3. A admissão de prequestionamento ficto (art. 1.025 do CPC/2015), em
recurso especial, exige que no mesmo recurso seja indicada violação do art.
1.022 do CPC/2015, para que se possibilite ao Órgão julgador verificar a
existência do vício inquinado ao acórdão, que, uma vez constatado, poderá
dar ensejo à supressão de grau facultada pelo dispositivo de lei.
4. A jurisprudência do Superior Tribunal de Justiça preleciona que mesmo as
questões de ordem pública também estão sujeitas à preclusão se já tiverem
sido objeto de anterior manifestação jurisdicional e não houver insurgência
da questão no momento oportuno.
5. É inadmissível o inconformismo por deficiência na sua fundamentação
quando as razões do recurso não impugnam os fundamentos do acórdão
recorrido. Aplicação das Súmulas nºs 283 e 284/STF.
6. Conforme entendimento desta Corte Superior, a multa a que se refere o art.

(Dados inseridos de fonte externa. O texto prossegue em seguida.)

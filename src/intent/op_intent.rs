//! Declarative operation intents as submitted by dApps

use crate::error::{VesError, VesResult};

use ethers::types::{Address, U256};
use serde::{de, Deserialize, Deserializer};
use serde_json::Value;
use std::collections::HashSet;
use std::fmt;
use std::str::FromStr;

/// Ledger families the compiler can generate transactions for
#[derive(Debug, Clone, Copy, PartialEq, Eq, Hash)]
pub enum ChainType {
    Ethereum,
}

impl ChainType {
    pub fn as_str(&self) -> &'static str {
        match self {
            ChainType::Ethereum => "Ethereum",
        }
    }

    /// Currency unit used when a payment names none
    pub fn default_unit(&self) -> &'static str {
        match self {
            ChainType::Ethereum => "wei",
        }
    }
}

impl FromStr for ChainType {
    type Err = VesError;

    fn from_str(s: &str) -> VesResult<Self> {
        match s {
            "Ethereum" => Ok(ChainType::Ethereum),
            other => Err(VesError::Generation(format!(
                "unsupported chain-type: {}",
                other
            ))),
        }
    }
}

impl fmt::Display for ChainType {
    fn fmt(&self, f: &mut fmt::Formatter<'_>) -> fmt::Result {
        f.write_str(self.as_str())
    }
}

/// `<chain_type>://<chain_id>`
#[derive(Debug, Clone, PartialEq, Eq, Hash)]
pub struct ChainDomain {
    pub chain_type: String,
    pub chain_id: String,
}

impl ChainDomain {
    pub fn new(chain_type: impl Into<String>, chain_id: impl Into<String>) -> Self {
        Self {
            chain_type: chain_type.into(),
            chain_id: chain_id.into(),
        }
    }

    /// Resolve the chain family, failing for anything unsupported
    pub fn supported_type(&self) -> VesResult<ChainType> {
        self.chain_type.parse()
    }
}

impl FromStr for ChainDomain {
    type Err = VesError;

    fn from_str(s: &str) -> VesResult<Self> {
        match s.split_once("://") {
            Some((chain_type, chain_id)) if !chain_type.is_empty() && !chain_id.is_empty() => {
                Ok(Self::new(chain_type, chain_id))
            }
            _ => Err(VesError::Initialize(format!(
                "domain must look like <chain_type>://<chain_id>, got {:?}",
                s
            ))),
        }
    }
}

impl fmt::Display for ChainDomain {
    fn fmt(&self, f: &mut fmt::Formatter<'_>) -> fmt::Result {
        write!(f, "{}://{}", self.chain_type, self.chain_id)
    }
}

impl<'de> Deserialize<'de> for ChainDomain {
    fn deserialize<D: Deserializer<'de>>(deserializer: D) -> Result<Self, D::Error> {
        let text = String::deserialize(deserializer)?;
        text.parse().map_err(de::Error::custom)
    }
}

/// An account on a specific chain, named for the chain DNS
#[derive(Debug, Clone, PartialEq, Deserialize)]
pub struct Endpoint {
    pub domain: ChainDomain,
    pub user_name: String,
}

/// Value transfer from `src` to `dst`
#[derive(Debug, Clone, PartialEq, Deserialize)]
pub struct Payment {
    pub name: String,
    #[serde(deserialize_with = "deserialize_amount")]
    pub amount: U256,
    pub src: Endpoint,
    pub dst: Endpoint,
    /// `None` falls back to the source chain's default unit
    #[serde(default)]
    pub unit: Option<String>,
}

impl Payment {
    pub fn unit(&self) -> VesResult<String> {
        match &self.unit {
            Some(unit) => Ok(unit.clone()),
            None => Ok(self.src.domain.supported_type()?.default_unit().to_string()),
        }
    }
}

/// Where the invoked contract lives: already deployed, or deployed inline
#[derive(Debug, Clone, PartialEq)]
pub enum ContractTarget {
    Address(Address),
    Code(String),
}

#[derive(Debug, Clone, PartialEq, Deserialize)]
#[serde(try_from = "RawInvocation")]
pub struct ContractInvocation {
    pub name: String,
    pub invoker: String,
    pub contract_domain: ChainDomain,
    pub func: Option<String>,
    pub parameters: Option<Value>,
    pub parameters_description: Option<Value>,
    pub target: ContractTarget,
    /// Gas for a deploy-only invocation
    pub gas: Option<String>,
}

/// Wire shape of a contract invocation; JSON `null` counts as absent
#[derive(Deserialize)]
struct RawInvocation {
    name: String,
    invoker: String,
    contract_domain: ChainDomain,
    #[serde(default)]
    func: Option<String>,
    #[serde(default)]
    parameters: Option<Value>,
    #[serde(default)]
    parameters_description: Option<Value>,
    #[serde(default)]
    contract_addr: Option<Address>,
    #[serde(default)]
    contract_code: Option<String>,
    #[serde(default)]
    gas: Option<String>,
}

impl TryFrom<RawInvocation> for ContractInvocation {
    type Error = VesError;

    fn try_from(raw: RawInvocation) -> VesResult<Self> {
        let target = match (raw.contract_addr, raw.contract_code) {
            (Some(address), None) => ContractTarget::Address(address),
            (None, Some(code)) => ContractTarget::Code(code),
            (Some(_), Some(_)) => {
                return Err(VesError::Initialize(
                    "only one of contract_addr and contract_code can be in the ContractInvocation intent"
                        .to_string(),
                ))
            }
            (None, None) => {
                return Err(VesError::Initialize(
                    "either contract_addr or contract_code must be in the ContractInvocation intent"
                        .to_string(),
                ))
            }
        };

        Ok(Self {
            name: raw.name,
            invoker: raw.invoker,
            contract_domain: raw.contract_domain,
            func: raw.func,
            parameters: raw.parameters,
            parameters_description: raw.parameters_description,
            target,
            gas: raw.gas,
        })
    }
}

/// One high-level operation, tagged by `op_type`
#[derive(Debug, Clone, PartialEq, Deserialize)]
#[serde(tag = "op_type")]
pub enum OpIntent {
    Payment(Payment),
    ContractInvocation(ContractInvocation),
}

impl OpIntent {
    pub fn name(&self) -> &str {
        match self {
            OpIntent::Payment(p) => &p.name,
            OpIntent::ContractInvocation(c) => &c.name,
        }
    }

    pub fn op_type(&self) -> &'static str {
        match self {
            OpIntent::Payment(_) => "Payment",
            OpIntent::ContractInvocation(_) => "ContractInvocation",
        }
    }

    /// Build an intent from its JSON object, checking every required field
    pub fn from_json(value: &Value) -> VesResult<Self> {
        OpIntent::deserialize(value).map_err(invalid_intent)
    }
}

fn invalid_intent(e: serde_json::Error) -> VesError {
    VesError::Initialize(format!("invalid Op intent: {}", e))
}

fn deserialize_amount<'de, D: Deserializer<'de>>(deserializer: D) -> Result<U256, D::Error> {
    let value = Value::deserialize(deserializer)?;
    parse_amount(&value).map_err(de::Error::custom)
}

/// Amounts are JSON integers or decimal / `0x` hex strings
fn parse_amount(value: &Value) -> VesResult<U256> {
    let parsed = match value {
        Value::Number(n) => n.as_u64().map(U256::from),
        Value::String(s) => match s.strip_prefix("0x") {
            Some(hex) => U256::from_str_radix(hex, 16).ok(),
            None => U256::from_dec_str(s).ok(),
        },
        _ => None,
    };
    parsed.ok_or_else(|| {
        VesError::Initialize(format!(
            "amount must be a non-negative integer, got {}",
            value
        ))
    })
}

/// A `{left, right, dep?}` declaration, validated during generation
#[derive(Debug, Clone, Default, PartialEq, Deserialize)]
pub struct DependencyDecl {
    pub left: Option<String>,
    pub right: Option<String>,
    pub dep: Option<String>,
}

/// The whole `{"Op-intents": [...], "dependencies": [...]}` document
#[derive(Debug, Clone, PartialEq)]
pub struct OpIntentsDocument {
    pub op_intents: Vec<OpIntent>,
    pub dependencies: Vec<DependencyDecl>,
}

impl OpIntentsDocument {
    pub fn from_json(value: &Value) -> VesResult<Self> {
        let raw_intents = value.get("Op-intents").ok_or_else(|| {
            VesError::Initialize("the document must carry an Op-intents list".to_string())
        })?;
        let op_intents = Vec::<OpIntent>::deserialize(raw_intents).map_err(invalid_intent)?;

        let mut seen = HashSet::new();
        for intent in &op_intents {
            if !seen.insert(intent.name()) {
                return Err(VesError::Initialize(format!(
                    "duplicate Op intent name: {}",
                    intent.name()
                )));
            }
        }

        let dependencies = match value.get("dependencies") {
            Some(deps) => Option::<Vec<DependencyDecl>>::deserialize(deps)
                .map_err(|e| {
                    VesError::Generation(format!("malformed dependency declaration: {}", e))
                })?
                .unwrap_or_default(),
            None => Vec::new(),
        };

        Ok(Self {
            op_intents,
            dependencies,
        })
    }

    pub fn parse(text: &str) -> VesResult<Self> {
        let value: Value = serde_json::from_str(text)
            .map_err(|e| VesError::Initialize(format!("Op intents are not JSON: {}", e)))?;
        Self::from_json(&value)
    }
}

#[cfg(test)]
mod tests {
    use super::*;
    use serde_json::json;

    fn payment_json() -> Value {
        json!({
            "name": "op1",
            "op_type": "Payment",
            "amount": 20,
            "src": {"domain": "Ethereum://chain1", "user_name": "a1"},
            "dst": {"domain": "Ethereum://chain2", "user_name": "a2"}
        })
    }

    #[test]
    fn test_payment_defaults_unit() {
        let intent = OpIntent::from_json(&payment_json()).unwrap();
        match intent {
            OpIntent::Payment(p) => {
                assert_eq!(p.amount, U256::from(20));
                assert_eq!(p.unit, None);
                assert_eq!(p.unit().unwrap(), "wei");
                assert_eq!(p.src.domain, ChainDomain::new("Ethereum", "chain1"));
            }
            other => panic!("unexpected intent {:?}", other),
        }
    }

    #[test]
    fn test_payment_explicit_unit_kept() {
        let mut value = payment_json();
        value["unit"] = json!("ether");
        let OpIntent::Payment(p) = OpIntent::from_json(&value).unwrap() else {
            panic!("expected payment");
        };
        assert_eq!(p.unit().unwrap(), "ether");
    }

    #[test]
    fn test_missing_attributes() {
        for key in ["name", "op_type", "amount", "src", "dst"] {
            let mut value = payment_json();
            value.as_object_mut().unwrap().remove(key);
            assert!(
                matches!(OpIntent::from_json(&value), Err(VesError::Initialize(_))),
                "missing {} should fail",
                key
            );
        }
    }

    #[test]
    fn test_unknown_op_type() {
        let mut value = payment_json();
        value["op_type"] = json!("Teleport");
        let err = OpIntent::from_json(&value).unwrap_err();
        assert!(matches!(err, VesError::Initialize(_)));
        assert!(err.to_string().contains("Teleport"));
    }

    #[test]
    fn test_invocation_exactly_one_target() {
        let base = json!({
            "name": "op2",
            "op_type": "ContractInvocation",
            "invoker": "a1",
            "contract_domain": "Ethereum://chain1",
            "func": "deposit"
        });

        let mut both = base.clone();
        both["contract_addr"] = json!("0x7c7b26fa65e091f7b9f23db77ad5f714f1dae5ea");
        both["contract_code"] = json!("0x6080");
        assert!(matches!(OpIntent::from_json(&both), Err(VesError::Initialize(_))));

        assert!(matches!(OpIntent::from_json(&base), Err(VesError::Initialize(_))));

        // null counts as absent
        let mut addr_with_null_code = base.clone();
        addr_with_null_code["contract_addr"] = json!("0x7c7b26fa65e091f7b9f23db77ad5f714f1dae5ea");
        addr_with_null_code["contract_code"] = Value::Null;
        let OpIntent::ContractInvocation(c) = OpIntent::from_json(&addr_with_null_code).unwrap()
        else {
            panic!("expected invocation");
        };
        assert!(matches!(c.target, ContractTarget::Address(_)));
        assert_eq!(c.func.as_deref(), Some("deposit"));
    }

    #[test]
    fn test_invocation_field_types() {
        let value = json!({
            "name": "op3",
            "op_type": "ContractInvocation",
            "invoker": "a1",
            "contract_domain": "Ethereum://chain1",
            "contract_addr": "not-an-address",
            "func": "deposit"
        });
        assert!(matches!(OpIntent::from_json(&value), Err(VesError::Initialize(_))));

        let mut deploy_only = value.clone();
        deploy_only["contract_addr"] = Value::Null;
        deploy_only["contract_code"] = json!("0x6080");
        deploy_only["func"] = Value::Null;
        deploy_only["parameters"] = Value::Null;
        deploy_only["gas"] = json!("0x5208");
        let OpIntent::ContractInvocation(c) = OpIntent::from_json(&deploy_only).unwrap() else {
            panic!("expected invocation");
        };
        assert_eq!(c.target, ContractTarget::Code("0x6080".to_string()));
        assert_eq!(c.func, None);
        assert_eq!(c.parameters, None);
        assert_eq!(c.gas.as_deref(), Some("0x5208"));

        let mut numeric_func = value;
        numeric_func["contract_addr"] = json!("0x7c7b26fa65e091f7b9f23db77ad5f714f1dae5ea");
        numeric_func["func"] = json!(7);
        assert!(matches!(OpIntent::from_json(&numeric_func), Err(VesError::Initialize(_))));
    }

    #[test]
    fn test_payment_amount_as_string() {
        let mut value = payment_json();
        value["amount"] = json!("0x14");
        let OpIntent::Payment(p) = OpIntent::from_json(&value).unwrap() else {
            panic!("expected payment");
        };
        assert_eq!(p.amount, U256::from(20));

        value["amount"] = json!(-3);
        assert!(matches!(OpIntent::from_json(&value), Err(VesError::Initialize(_))));
    }

    #[test]
    fn test_bad_domain() {
        let mut value = payment_json();
        value["src"]["domain"] = json!("Ethereum-chain1");
        assert!(matches!(OpIntent::from_json(&value), Err(VesError::Initialize(_))));
    }

    #[test]
    fn test_amount_forms() {
        assert_eq!(parse_amount(&json!("0x14")).unwrap(), U256::from(20));
        assert_eq!(
            parse_amount(&json!("20000000000000000000")).unwrap(),
            U256::from_dec_str("20000000000000000000").unwrap()
        );
        assert!(parse_amount(&json!(-1)).is_err());
        assert!(parse_amount(&json!(1.5)).is_err());
    }

    #[test]
    fn test_document_parsing() {
        let doc = OpIntentsDocument::from_json(&json!({
            "Op-intents": [payment_json()],
            "dependencies": [{"left": "op1", "right": "op1", "dep": "after"}]
        }))
        .unwrap();
        assert_eq!(doc.op_intents.len(), 1);
        assert_eq!(doc.dependencies[0].dep.as_deref(), Some("after"));

        let no_deps = OpIntentsDocument::from_json(&json!({"Op-intents": []})).unwrap();
        assert!(no_deps.dependencies.is_empty());

        let dup = OpIntentsDocument::from_json(&json!({
            "Op-intents": [payment_json(), payment_json()]
        }));
        assert!(matches!(dup, Err(VesError::Initialize(_))));
    }

    #[test]
    fn test_chain_type_support() {
        assert_eq!("Ethereum".parse::<ChainType>().unwrap(), ChainType::Ethereum);
        assert!(matches!(
            "Tendermint".parse::<ChainType>(),
            Err(VesError::Generation(_))
        ));
    }
}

523 do CPC/2015 será excluída apenas se o executado depositar
voluntariamente a quantia devida em juízo, sem condicionar seu levantamento
a discussões a respeito do débito, o que não é o caso dos autos.
7. Agravo interno não provido.
(AgInt no AgInt no AREsp n. 1.877.822/SC, relator Ministro Ricardo Villas
Bôas Cueva , Terceira Turma, julgado em 29/8/2022, DJe de 31/8/2022.)
Ademais, a modificação dos entendimentos lançados no v. acórdão recorrido a fim de
verificar a ocorrência da prescrição alegada demandaria o revolvimento de suporte fático-
probatório dos autos, o que é inviável na sede estreita do recurso especial, a teor do que
dispõe a Súmula n. 7 do STJ.
Nesse sentido, guardadas as devidas particularidades:
AGRAVO INTERNO NO AGRAVO EM RECURSO ESPECIAL.
PRESCRIÇÃO INTERCORRENTE. NÃO INCIDÊNCIA. AUSÊNCIA DE
INÉRCIA DO CREDOR. PREMISSAS FÁTICAS E PROBATÓRIAS.
REEXAME INVIÁVEL. SÚMULA 7/STJ. AGRAVO INTERNO IMPROVIDO.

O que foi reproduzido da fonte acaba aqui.